Restate the full listing precisely as written.

[Start of Attachment]

use apps::{AppError, AppResult};
use combiner_core::forwarder::PolicySubject;
use error_stack::Report;
use std::str::FromStr;
use std::time::Duration;

const DEFAULT_CONTENT_TYPES: &str = "Article,Video,MediaResource,Audio,";

#[derive(Debug, Clone, PartialEq)]
pub struct Config {
    pub port: u16,
    pub proxy_addr: String,
    pub content_topic: String,
    pub metadata_topic: String,
    pub combined_topic: String,
    pub forced_topic: String,
    pub content_group: String,
    pub metadata_group: String,
    pub document_store: Endpoint,
    pub internal_content: Endpoint,
    pub content_collection: Endpoint,
    pub opa_url: String,
    pub opa_policy_path: String,
    pub policy_subject: PolicySubject,
    pub supported_origins: Vec<String>,
    pub supported_content_uris: Vec<String>,
    pub supported_content_types: Vec<String>,
    pub http_timeout: Duration,
    pub poll_interval: Duration,
}

#[derive(Debug, Clone, PartialEq, Eq)]
pub struct Endpoint {
    pub base_url: String,
    pub endpoint: String,
}

impl Config {
    pub fn from_env() -> AppResult<Self> {
        Self::from_lookup(|name| std::env::var(name).ok())
    }

    pub fn from_lookup<L>(lookup: L) -> AppResult<Self>
    where
        L: Fn(&str) -> Option<String>,
    {
        let env = Env(lookup);
        Ok(Self {
            port: env.parse("APP_PORT", 8080)?,
            proxy_addr: env.string("KAFKA_PROXY_ADDR", "http://localhost:8082"),
            content_topic: env.string("KAFKA_CONTENT_TOPIC_NAME", "PostPublicationEvents"),
            metadata_topic: env.string("KAFKA_METADATA_TOPIC_NAME", "PostConceptAnnotations"),
            combined_topic: env.string(
                "KAFKA_COMBINED_TOPIC_NAME",
                "CombinedPostPublicationEvents",
            ),
            forced_topic: env.string(
                "KAFKA_FORCED_COMBINED_TOPIC_NAME",
                "ForcedCombinedPostPublicationEvents",
            ),
            content_group: env.string(
                "KAFKA_PROXY_CONTENT_CONSUMER_GROUP",
                "content-post-publication-combiner",
            ),
            metadata_group: env.string(
                "KAFKA_PROXY_METADATA_CONSUMER_GROUP",
                "metadata-post-publication-combiner",
            ),
            document_store: Endpoint {
                base_url: env.string(
                    "DOCUMENT_STORE_BASE_URL",
                    "http://localhost:8080/__document-store-api",
                ),
                endpoint: env.string("DOCUMENT_STORE_API_ENDPOINT", "/content/{uuid}"),
            },
            internal_content: Endpoint {
                base_url: env.string(
                    "INTERNAL_CONTENT_API_BASE_URL",
                    "http://localhost:8080/__internal-content-api",
                ),
                endpoint: env.string(
                    "INTERNAL_CONTENT_API_ENDPOINT",
                    "/internalcontent/{uuid}?unrollContent=true",
                ),
            },
            content_collection: Endpoint {
                base_url: env.string(
                    "CONTENT_COLLECTION_RW_BASE_URL",
                    "http://localhost:8080/__content-collection-rw-neo4j",
                ),
                endpoint: env.string(
                    "CONTENT_COLLECTION_RW_ENDPOINT",
                    "/content-collection/content-package/{uuid}",
                ),
            },
            opa_url: env.string("OPA_URL", "http://localhost:8181"),
            opa_policy_path: env.string("OPA_POLICY_PATH", "kafka/ingest_content"),
            policy_subject: env.parse("OPA_POLICY_SUBJECT", PolicySubject::Combined)?,
            supported_origins: env.list(
                "WHITELISTED_METADATA_ORIGIN_SYSTEM_HEADERS",
                "http://cmdb.ft.com/systems/pac,http://cmdb.ft.com/systems/next-video-editor",
                false,
            ),
            supported_content_uris: env.list(
                "WHITELISTED_CONTENT_URIS",
                "next-video-mapper,upp-content-validator",
                false,
            ),
            // an empty entry admits content without a type
            supported_content_types: env.list(
                "WHITELISTED_CONTENT_TYPES",
                DEFAULT_CONTENT_TYPES,
                true,
            ),
            http_timeout: Duration::from_secs(env.parse("HTTP_CLIENT_TIMEOUT_SECS", 10)?),
            poll_interval: Duration::from_secs(env.parse("KAFKA_CONSUMER_POLL_INTERVAL_SECS", 1)?),
        })
    }
}

struct Env<L>(L);

impl<L> Env<L>
where
    L: Fn(&str) -> Option<String>,
{
    fn string(&self, name: &str, default: &str) -> String {
        (self.0)(name)
            .filter(|v| !v.trim().is_empty())
            .unwrap_or_else(|| default.to_string())
    }

    fn parse<T>(&self, name: &str, default: T) -> AppResult<T>
    where
        T: FromStr,
    {
        match (self.0)(name).filter(|v| !v.trim().is_empty()) {
            None => Ok(default),
            Some(raw) => raw.trim().parse::<T>().map_err(|_| {
                Report::new(AppError).attach(format!("{name} has an invalid value {raw:?}"))
            }),
        }
    }

    fn list(&self, name: &str, default: &str, keep_empty: bool) -> Vec<String> {
        let raw = (self.0)(name).unwrap_or_else(|| default.to_string());
        raw.split(',')
            .map(str::trim)
            .filter(|v| keep_empty || !v.is_empty())
            .map(str::to_string)
            .collect()
    }
}

impl Endpoint {
    pub fn template(&self) -> combiner_clients::UrlTemplate {
        combiner_clients::UrlTemplate::new(&self.base_url, &self.endpoint)
    }
}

[End of Attachment]

## Answer to the exercise:
use apps::{AppError, AppResult};
use combiner_core::forwarder::PolicySubject;
use error_stack::Report;
use std::str::FromStr;
use std::time::Duration;

const DEFAULT_CONTENT_TYPES: &str = "Article,Video,MediaResource,Audio,";

#[derive(Debug, Clone, PartialEq)]
pub struct Config {
    pub port: u16,
    pub proxy_addr: String,
    pub content_topic: String,
    pub metadata_topic: String,
    pub combined_topic: String,
    pub forced_topic: String,
    pub content_group: String,
    pub metadata_group: String,
    pub document_store: Endpoint,
    pub internal_content: Endpoint,
    pub content_collection: Endpoint,
    pub opa_url: String,
    pub opa_policy_path: String,
    pub policy_subject: PolicySubject,
    pub supported_origins: Vec<String>,
    pub supported_content_uris: Vec<String>,
    pub supported_content_types: Vec<String>,
    pub http_timeout: Duration,
    pub poll_interval: Duration,
}

#[derive(Debug, Clone, PartialEq, Eq)]
pub struct Endpoint {
    pub base_url: String,
    pub endpoint: String,
}

impl Config {
    pub fn from_env() -> AppResult<Self> {
        Self::from_lookup(|name| std::env::var(name).ok())
    }

    pub fn from_lookup<L>(lookup: L) -> AppResult<Self>
    where
        L: Fn(&str) -> Option<String>,
    {
        let env = Env(lookup);
        Ok(Self {
            port: env.parse("APP_PORT", 8080)?,
            proxy_addr: env.string("KAFKA_PROXY_ADDR", "http://localhost:8082"),
            content_topic: env.string("KAFKA_CONTENT_TOPIC_NAME", "PostPublicationEvents"),
            metadata_topic: env.string("KAFKA_METADATA_TOPIC_NAME", "PostConceptAnnotations"),
            combined_topic: env.string(
                "KAFKA_COMBINED_TOPIC_NAME",
                "CombinedPostPublicationEvents",
            ),
            forced_topic: env.string(
                "KAFKA_FORCED_COMBINED_TOPIC_NAME",
                "ForcedCombinedPostPublicationEvents",
            ),
            content_group: env.string(
                "KAFKA_PROXY_CONTENT_CONSUMER_GROUP",
                "content-post-publication-combiner",
            ),
            metadata_group: env.string(
                "KAFKA_PROXY_METADATA_CONSUMER_GROUP",
                "metadata-post-publication-combiner",
            ),
            document_store: Endpoint {
                base_url: env.string(
                    "DOCUMENT_STORE_BASE_URL",
                    "http://localhost:8080/__document-store-api",
                ),
                endpoint: env.string("DOCUMENT_STORE_API_ENDPOINT", "/content/{uuid}"),
            },
            internal_content: Endpoint {
                base_url: env.string(
                    "INTERNAL_CONTENT_API_BASE_URL",
                    "http://localhost:8080/__internal-content-api",
                ),
                endpoint: env.string(
                    "INTERNAL_CONTENT_API_ENDPOINT",
                    "/internalcontent/{uuid}?unrollContent=true",
                ),
            },
            content_collection: Endpoint {
                base_url: env.string(
                    "CONTENT_COLLECTION_RW_BASE_URL",
                    "http://localhost:8080/__content-collection-rw-neo4j",
                ),
                endpoint: env.string(
                    "CONTENT_COLLECTION_RW_ENDPOINT",
                    "/content-collection/content-package/{uuid}",
                ),
            },
            opa_url: env.string("OPA_URL", "http://localhost:8181"),
            opa_policy_path: env.string("OPA_POLICY_PATH", "kafka/ingest_content"),
            policy_subject: env.parse("OPA_POLICY_SUBJECT", PolicySubject::Combined)?,
            supported_origins: env.list(
                "WHITELISTED_METADATA_ORIGIN_SYSTEM_HEADERS",
                "http://cmdb.ft.com/systems/pac,http://cmdb.ft.com/systems/next-video-editor",
                false,
            ),
            supported_content_uris: env.list(
                "WHITELISTED_CONTENT_URIS",
                "next-video-mapper,upp-content-validator",
                false,
            ),
            // an empty entry admits content without a type
            supported_content_types: env.list(
                "WHITELISTED_CONTENT_TYPES",
                DEFAULT_CONTENT_TYPES,
                true,
            ),
            http_timeout: Duration::from_secs(env.parse("HTTP_CLIENT_TIMEOUT_SECS", 10)?),
            poll_interval: Duration::from_secs(env.parse("KAFKA_CONSUMER_POLL_INTERVAL_SECS", 1)?),
        })
    }
}

struct Env<L>(L);

impl<L> Env<L>
where
    L: Fn(&str) -> Option<String>,
{
    fn string(&self, name: &str, default: &str) -> String {
        (self.0)(name)
            .filter(|v| !v.trim().is_empty())
            .unwrap_or_else(|| default.to_string())
    }

    fn parse<T>(&self, name: &str, default: T) -> AppResult<T>
    where
        T: FromStr,
    {
        match (self.0)(name).filter(|v| !v.trim().is_empty()) {
            None => Ok(default),
            Some(raw) => raw.trim().parse::<T>().map_err(|_| {
                Report::new(AppError).attach(format!("{name} has an invalid value {raw:?}"))
            }),
        }
    }

    fn list(&self, name: &str, default: &str, keep_empty: bool) -> Vec<String> {
        let raw = (self.0)(name).unwrap_or_else(|| default.to_string());
        raw.split(',')
            .map(str::trim)
            .filter(|v| keep_empty || !v.is_empty())
            .map(str::to_string)
            .collect()
    }
}

impl Endpoint {
    pub fn template(&self) -> combiner_clients::UrlTemplate {
        combiner_clients::UrlTemplate::new(&self.base_url, &self.endpoint)
    }
}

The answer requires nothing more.